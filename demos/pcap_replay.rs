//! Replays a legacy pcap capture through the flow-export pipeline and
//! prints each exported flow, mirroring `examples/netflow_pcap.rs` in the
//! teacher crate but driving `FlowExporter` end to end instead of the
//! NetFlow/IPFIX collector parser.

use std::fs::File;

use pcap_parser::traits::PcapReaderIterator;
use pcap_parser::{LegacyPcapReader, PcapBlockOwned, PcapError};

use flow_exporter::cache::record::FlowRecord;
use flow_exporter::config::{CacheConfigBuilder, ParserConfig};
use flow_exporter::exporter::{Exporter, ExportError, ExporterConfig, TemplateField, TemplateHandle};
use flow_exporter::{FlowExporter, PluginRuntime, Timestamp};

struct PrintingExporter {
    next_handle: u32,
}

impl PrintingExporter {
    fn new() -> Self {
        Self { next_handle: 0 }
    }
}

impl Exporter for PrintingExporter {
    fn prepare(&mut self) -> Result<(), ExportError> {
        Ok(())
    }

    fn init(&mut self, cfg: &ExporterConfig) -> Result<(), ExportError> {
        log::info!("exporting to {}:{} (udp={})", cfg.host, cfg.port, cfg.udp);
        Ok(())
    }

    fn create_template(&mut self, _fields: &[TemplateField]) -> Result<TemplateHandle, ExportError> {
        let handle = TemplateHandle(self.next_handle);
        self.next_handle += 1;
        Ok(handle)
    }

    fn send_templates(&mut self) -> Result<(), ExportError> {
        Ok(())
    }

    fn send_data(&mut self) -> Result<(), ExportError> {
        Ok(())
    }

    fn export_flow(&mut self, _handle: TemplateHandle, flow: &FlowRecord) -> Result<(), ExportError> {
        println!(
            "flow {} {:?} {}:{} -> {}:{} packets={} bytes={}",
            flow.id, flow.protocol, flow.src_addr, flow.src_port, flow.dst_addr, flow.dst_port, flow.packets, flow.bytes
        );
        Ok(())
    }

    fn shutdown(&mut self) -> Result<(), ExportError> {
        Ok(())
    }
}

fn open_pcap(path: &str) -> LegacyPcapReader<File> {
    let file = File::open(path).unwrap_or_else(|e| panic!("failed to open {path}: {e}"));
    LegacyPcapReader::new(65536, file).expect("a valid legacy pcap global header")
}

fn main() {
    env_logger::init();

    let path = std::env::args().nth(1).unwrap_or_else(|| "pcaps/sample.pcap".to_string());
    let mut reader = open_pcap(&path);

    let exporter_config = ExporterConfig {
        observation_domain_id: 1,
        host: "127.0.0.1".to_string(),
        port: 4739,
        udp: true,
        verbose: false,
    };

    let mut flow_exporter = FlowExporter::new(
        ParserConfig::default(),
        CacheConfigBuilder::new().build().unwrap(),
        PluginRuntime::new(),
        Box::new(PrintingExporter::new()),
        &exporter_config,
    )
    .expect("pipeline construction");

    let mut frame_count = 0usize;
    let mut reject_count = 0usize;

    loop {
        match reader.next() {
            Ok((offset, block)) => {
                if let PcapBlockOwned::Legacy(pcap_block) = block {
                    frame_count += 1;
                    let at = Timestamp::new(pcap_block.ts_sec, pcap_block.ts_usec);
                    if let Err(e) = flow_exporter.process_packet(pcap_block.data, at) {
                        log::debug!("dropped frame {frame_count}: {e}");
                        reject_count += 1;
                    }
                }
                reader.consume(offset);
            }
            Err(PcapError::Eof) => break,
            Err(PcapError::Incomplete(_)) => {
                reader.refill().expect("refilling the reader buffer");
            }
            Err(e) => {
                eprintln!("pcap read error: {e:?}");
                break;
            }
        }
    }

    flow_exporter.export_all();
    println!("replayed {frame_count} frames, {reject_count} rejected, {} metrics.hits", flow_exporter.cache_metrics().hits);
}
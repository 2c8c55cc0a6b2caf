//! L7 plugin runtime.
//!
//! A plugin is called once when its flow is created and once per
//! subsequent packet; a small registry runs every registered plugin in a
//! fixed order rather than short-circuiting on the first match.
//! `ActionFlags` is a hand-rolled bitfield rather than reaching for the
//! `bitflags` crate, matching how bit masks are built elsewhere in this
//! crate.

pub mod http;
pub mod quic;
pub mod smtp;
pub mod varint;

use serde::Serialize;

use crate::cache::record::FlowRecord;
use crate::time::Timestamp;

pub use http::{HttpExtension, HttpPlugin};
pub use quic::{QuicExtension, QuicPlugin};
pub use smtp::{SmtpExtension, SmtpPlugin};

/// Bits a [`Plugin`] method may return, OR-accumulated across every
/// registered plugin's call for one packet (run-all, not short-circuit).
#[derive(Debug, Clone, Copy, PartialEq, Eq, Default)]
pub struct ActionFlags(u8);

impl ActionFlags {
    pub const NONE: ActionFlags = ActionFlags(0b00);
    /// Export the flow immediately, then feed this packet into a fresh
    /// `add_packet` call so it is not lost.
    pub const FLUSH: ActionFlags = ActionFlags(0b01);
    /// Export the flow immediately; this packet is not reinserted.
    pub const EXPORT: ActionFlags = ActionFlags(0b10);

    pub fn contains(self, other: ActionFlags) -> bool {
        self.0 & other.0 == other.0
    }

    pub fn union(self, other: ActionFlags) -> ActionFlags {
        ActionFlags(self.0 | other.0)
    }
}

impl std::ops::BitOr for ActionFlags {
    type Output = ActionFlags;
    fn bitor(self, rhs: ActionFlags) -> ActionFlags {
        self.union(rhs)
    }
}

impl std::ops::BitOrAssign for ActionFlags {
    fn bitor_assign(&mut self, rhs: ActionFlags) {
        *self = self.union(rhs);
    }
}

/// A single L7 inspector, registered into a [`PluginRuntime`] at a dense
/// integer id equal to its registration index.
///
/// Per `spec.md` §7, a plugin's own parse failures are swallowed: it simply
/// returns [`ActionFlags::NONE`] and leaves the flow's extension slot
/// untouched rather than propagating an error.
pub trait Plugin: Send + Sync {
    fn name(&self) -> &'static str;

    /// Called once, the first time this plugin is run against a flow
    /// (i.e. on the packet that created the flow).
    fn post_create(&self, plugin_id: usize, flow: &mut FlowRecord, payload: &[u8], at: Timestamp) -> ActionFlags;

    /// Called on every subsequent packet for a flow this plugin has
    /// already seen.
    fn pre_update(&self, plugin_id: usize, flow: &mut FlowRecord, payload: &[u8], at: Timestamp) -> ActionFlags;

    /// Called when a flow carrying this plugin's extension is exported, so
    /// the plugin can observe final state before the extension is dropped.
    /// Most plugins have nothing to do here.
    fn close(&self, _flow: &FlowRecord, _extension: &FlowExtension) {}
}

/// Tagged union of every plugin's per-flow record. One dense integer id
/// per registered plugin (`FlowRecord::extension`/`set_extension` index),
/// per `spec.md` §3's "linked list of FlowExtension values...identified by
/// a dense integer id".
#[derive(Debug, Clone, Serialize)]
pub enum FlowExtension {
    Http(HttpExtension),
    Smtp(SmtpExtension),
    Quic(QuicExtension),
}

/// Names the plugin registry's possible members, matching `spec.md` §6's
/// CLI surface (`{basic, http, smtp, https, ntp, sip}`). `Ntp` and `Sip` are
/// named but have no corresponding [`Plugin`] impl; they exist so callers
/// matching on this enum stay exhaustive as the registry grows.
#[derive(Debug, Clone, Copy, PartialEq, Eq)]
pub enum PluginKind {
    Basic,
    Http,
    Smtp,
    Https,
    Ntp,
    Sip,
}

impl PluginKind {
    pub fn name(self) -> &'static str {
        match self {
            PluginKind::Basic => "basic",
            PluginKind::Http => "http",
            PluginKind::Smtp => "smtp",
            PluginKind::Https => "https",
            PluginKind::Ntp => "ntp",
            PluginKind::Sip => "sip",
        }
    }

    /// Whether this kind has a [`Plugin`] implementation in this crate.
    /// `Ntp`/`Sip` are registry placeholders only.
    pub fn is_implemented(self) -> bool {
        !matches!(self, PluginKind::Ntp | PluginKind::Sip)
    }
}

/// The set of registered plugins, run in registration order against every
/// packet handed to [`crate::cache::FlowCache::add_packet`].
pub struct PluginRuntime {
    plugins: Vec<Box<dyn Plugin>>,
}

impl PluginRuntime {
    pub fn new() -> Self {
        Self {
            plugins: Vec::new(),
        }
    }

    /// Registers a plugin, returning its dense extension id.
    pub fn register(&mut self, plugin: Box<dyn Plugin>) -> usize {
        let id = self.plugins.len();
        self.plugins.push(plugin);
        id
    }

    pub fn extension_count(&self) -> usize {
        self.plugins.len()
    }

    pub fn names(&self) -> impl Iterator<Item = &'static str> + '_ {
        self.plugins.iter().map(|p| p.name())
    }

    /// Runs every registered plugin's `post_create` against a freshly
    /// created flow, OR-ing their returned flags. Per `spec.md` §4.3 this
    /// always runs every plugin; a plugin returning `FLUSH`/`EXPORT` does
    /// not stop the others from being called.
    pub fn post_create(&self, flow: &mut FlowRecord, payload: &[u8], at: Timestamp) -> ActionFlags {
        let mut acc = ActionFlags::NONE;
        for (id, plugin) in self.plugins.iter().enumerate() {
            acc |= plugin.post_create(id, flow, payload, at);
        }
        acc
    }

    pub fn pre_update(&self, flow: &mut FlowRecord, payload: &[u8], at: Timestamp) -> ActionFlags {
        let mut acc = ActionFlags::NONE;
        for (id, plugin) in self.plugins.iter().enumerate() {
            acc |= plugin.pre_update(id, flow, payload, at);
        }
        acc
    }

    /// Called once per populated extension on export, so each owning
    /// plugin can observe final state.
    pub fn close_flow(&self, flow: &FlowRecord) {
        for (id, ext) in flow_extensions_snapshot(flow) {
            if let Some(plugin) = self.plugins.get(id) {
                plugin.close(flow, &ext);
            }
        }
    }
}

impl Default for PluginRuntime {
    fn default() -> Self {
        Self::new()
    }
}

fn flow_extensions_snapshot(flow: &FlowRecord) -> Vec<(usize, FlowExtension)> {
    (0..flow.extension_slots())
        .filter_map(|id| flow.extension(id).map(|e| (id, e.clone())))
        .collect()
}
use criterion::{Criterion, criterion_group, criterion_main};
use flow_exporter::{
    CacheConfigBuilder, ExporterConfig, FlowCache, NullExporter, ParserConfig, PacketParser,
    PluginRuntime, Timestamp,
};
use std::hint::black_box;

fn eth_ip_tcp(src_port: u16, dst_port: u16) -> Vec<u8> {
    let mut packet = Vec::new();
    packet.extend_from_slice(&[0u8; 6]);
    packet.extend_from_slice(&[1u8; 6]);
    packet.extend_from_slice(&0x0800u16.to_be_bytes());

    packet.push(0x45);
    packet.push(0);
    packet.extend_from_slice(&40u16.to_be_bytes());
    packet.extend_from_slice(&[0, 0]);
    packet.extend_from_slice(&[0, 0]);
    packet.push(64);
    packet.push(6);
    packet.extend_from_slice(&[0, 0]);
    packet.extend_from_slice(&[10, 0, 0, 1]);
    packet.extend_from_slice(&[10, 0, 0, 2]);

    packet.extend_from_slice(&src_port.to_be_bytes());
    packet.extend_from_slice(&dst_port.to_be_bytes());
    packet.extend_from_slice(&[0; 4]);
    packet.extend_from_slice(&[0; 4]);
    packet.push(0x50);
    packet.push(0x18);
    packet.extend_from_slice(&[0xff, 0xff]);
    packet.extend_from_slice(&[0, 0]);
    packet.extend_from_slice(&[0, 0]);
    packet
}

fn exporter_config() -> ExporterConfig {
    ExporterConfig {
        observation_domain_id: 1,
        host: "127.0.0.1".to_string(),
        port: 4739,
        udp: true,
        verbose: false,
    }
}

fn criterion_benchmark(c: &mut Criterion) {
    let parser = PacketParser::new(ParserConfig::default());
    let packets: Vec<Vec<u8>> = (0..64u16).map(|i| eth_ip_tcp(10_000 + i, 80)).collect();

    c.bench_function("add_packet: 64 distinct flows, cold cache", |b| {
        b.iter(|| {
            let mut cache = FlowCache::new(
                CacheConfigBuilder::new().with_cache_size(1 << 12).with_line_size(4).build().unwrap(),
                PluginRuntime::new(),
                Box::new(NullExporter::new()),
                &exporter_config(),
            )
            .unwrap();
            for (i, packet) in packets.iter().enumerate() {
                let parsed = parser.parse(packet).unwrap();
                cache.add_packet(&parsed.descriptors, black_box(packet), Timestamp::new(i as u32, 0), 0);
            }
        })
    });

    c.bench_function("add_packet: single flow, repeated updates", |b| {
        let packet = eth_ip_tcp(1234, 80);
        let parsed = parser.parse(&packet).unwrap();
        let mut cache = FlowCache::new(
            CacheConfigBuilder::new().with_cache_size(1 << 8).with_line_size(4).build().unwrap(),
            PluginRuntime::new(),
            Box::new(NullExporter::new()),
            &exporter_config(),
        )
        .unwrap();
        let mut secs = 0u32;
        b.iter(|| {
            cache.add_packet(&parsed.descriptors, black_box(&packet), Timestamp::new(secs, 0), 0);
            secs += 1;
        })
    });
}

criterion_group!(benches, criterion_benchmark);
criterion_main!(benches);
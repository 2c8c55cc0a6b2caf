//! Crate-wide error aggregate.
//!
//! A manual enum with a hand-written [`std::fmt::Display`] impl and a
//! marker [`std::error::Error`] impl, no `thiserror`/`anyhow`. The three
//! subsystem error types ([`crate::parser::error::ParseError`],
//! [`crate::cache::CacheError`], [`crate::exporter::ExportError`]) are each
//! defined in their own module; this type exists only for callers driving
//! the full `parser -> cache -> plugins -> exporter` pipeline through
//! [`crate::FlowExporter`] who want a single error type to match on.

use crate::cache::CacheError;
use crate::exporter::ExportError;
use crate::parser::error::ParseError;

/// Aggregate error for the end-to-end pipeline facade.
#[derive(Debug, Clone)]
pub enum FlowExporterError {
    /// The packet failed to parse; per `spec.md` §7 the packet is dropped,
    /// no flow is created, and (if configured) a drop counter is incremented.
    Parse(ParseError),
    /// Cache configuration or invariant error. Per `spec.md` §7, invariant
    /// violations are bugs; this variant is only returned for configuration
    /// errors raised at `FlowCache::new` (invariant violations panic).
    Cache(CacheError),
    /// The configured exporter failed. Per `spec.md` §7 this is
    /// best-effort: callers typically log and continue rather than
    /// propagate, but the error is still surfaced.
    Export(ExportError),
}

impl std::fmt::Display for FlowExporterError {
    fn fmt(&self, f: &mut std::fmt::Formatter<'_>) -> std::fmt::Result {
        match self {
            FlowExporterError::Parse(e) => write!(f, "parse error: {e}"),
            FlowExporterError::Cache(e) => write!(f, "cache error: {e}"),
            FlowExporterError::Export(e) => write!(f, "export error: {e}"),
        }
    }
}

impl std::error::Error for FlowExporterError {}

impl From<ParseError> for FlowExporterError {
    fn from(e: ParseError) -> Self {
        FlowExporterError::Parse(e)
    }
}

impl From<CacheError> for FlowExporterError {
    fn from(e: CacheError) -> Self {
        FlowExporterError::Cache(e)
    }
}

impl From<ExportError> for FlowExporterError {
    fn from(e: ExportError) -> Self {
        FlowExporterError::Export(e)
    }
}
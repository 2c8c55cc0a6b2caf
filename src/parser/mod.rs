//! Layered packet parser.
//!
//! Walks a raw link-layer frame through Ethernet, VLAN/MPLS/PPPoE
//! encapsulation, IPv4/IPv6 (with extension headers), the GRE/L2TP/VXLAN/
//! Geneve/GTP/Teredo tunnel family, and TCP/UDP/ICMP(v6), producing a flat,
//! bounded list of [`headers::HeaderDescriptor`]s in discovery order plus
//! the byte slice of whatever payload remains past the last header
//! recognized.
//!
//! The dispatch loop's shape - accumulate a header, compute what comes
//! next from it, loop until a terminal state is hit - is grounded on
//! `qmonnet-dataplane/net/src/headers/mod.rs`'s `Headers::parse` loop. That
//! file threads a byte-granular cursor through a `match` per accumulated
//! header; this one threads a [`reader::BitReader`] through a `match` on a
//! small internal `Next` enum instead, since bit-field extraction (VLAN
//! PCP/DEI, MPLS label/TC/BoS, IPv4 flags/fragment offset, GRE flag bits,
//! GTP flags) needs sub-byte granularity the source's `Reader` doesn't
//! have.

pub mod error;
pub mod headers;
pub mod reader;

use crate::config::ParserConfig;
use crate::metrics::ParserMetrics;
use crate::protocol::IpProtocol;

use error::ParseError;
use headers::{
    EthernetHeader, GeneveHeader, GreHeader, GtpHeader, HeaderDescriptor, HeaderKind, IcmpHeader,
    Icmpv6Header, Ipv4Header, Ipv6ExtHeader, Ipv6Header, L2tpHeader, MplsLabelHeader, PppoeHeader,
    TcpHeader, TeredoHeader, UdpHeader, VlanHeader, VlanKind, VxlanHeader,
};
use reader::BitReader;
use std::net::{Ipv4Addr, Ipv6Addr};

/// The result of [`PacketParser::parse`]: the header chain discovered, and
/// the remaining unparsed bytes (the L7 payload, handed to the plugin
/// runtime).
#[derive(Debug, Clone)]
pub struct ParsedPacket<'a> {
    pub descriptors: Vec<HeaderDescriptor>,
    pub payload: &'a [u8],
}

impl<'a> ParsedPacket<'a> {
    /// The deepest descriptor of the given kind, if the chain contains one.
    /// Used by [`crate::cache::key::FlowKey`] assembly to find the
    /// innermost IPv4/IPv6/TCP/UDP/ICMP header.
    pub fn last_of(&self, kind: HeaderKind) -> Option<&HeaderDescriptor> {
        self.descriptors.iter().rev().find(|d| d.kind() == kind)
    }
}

□ □ □ □ □

Task statement – For each line above that includes "PartialEq", copy the line.

Reply –
#[derive(Debug, Clone, Copy, PartialEq, Eq, Default)]
#[derive(Debug, Clone, Copy, PartialEq, Eq)]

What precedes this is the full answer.